(Dataset records)
*** Begin section ***

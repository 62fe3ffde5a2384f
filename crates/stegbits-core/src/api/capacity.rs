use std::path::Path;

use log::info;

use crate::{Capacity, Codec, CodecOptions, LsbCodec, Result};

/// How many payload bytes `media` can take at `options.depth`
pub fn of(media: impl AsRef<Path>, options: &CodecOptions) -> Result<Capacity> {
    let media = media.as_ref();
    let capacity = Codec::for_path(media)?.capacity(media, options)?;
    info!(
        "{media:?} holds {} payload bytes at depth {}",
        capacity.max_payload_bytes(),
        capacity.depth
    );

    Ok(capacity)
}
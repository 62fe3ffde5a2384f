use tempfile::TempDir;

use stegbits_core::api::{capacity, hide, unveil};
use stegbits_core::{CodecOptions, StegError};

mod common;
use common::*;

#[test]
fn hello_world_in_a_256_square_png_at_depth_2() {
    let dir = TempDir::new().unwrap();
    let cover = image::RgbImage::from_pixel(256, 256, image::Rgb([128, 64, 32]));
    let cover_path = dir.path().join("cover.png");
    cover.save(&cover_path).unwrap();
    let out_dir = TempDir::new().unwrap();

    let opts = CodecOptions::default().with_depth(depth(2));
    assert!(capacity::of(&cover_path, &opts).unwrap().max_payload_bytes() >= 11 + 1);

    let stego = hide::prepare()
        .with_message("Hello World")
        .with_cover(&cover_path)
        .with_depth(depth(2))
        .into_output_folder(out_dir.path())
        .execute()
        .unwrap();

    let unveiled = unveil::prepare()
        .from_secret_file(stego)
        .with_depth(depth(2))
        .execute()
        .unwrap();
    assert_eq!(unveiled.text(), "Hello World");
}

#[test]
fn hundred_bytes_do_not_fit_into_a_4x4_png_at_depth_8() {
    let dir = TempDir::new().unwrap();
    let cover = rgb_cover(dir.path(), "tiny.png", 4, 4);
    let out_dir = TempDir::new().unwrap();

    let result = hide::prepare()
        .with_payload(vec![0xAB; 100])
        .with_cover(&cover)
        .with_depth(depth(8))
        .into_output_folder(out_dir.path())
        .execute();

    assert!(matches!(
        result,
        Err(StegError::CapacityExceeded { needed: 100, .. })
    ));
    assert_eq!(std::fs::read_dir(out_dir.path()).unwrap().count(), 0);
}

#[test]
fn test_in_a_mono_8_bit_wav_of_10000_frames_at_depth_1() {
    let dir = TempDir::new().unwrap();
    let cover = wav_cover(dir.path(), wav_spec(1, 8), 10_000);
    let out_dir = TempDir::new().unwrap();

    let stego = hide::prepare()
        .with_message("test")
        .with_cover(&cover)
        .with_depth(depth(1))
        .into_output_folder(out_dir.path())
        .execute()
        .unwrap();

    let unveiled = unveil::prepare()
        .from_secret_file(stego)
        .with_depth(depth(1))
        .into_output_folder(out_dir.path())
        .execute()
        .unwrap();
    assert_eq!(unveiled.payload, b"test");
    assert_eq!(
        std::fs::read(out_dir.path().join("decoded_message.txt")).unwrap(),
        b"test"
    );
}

*** End section ***
*** Begin section ***

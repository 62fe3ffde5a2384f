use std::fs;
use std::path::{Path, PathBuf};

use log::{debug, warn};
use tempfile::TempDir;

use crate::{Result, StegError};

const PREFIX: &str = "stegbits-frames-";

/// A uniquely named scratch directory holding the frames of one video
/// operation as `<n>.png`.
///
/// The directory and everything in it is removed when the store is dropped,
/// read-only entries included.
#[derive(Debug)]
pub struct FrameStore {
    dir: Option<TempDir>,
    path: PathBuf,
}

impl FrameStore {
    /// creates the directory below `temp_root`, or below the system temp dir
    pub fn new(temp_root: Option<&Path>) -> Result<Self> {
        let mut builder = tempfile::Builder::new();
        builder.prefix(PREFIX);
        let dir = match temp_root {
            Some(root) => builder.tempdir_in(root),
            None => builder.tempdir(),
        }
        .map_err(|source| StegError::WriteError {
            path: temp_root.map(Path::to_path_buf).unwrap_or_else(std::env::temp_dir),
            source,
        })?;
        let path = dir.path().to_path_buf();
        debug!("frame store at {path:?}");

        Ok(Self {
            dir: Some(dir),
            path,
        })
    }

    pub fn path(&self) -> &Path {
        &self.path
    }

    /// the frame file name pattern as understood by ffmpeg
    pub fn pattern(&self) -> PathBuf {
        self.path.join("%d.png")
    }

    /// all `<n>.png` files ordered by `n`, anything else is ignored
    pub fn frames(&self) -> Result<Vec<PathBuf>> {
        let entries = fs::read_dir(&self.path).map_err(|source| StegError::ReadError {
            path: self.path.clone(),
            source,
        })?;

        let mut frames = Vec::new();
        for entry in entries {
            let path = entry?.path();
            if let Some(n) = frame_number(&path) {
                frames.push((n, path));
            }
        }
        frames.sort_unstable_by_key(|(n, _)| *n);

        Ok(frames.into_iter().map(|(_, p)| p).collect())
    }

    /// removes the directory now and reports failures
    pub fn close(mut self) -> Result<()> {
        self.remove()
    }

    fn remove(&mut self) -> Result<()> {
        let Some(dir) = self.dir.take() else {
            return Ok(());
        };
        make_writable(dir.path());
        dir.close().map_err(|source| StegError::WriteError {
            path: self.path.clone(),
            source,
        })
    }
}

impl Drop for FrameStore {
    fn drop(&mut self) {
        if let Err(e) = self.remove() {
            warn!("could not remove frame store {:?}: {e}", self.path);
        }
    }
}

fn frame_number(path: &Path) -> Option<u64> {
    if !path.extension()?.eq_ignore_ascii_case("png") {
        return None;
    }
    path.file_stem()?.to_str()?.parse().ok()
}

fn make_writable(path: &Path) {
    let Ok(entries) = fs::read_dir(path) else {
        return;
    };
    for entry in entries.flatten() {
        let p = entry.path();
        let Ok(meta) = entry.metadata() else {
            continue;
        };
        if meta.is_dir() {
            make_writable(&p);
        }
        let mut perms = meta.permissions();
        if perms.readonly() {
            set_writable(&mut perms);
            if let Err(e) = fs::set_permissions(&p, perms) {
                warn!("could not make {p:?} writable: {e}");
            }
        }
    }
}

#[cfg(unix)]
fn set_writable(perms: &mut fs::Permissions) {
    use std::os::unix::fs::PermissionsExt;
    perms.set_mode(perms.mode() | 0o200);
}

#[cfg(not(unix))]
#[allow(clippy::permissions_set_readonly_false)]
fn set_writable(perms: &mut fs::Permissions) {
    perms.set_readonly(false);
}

*** End section ***

**WHAT IS BEING ASKED**
Going over every line of the entries, tally those containing the string "could" and report only the figure.

**EXERCISE ANSWER**
2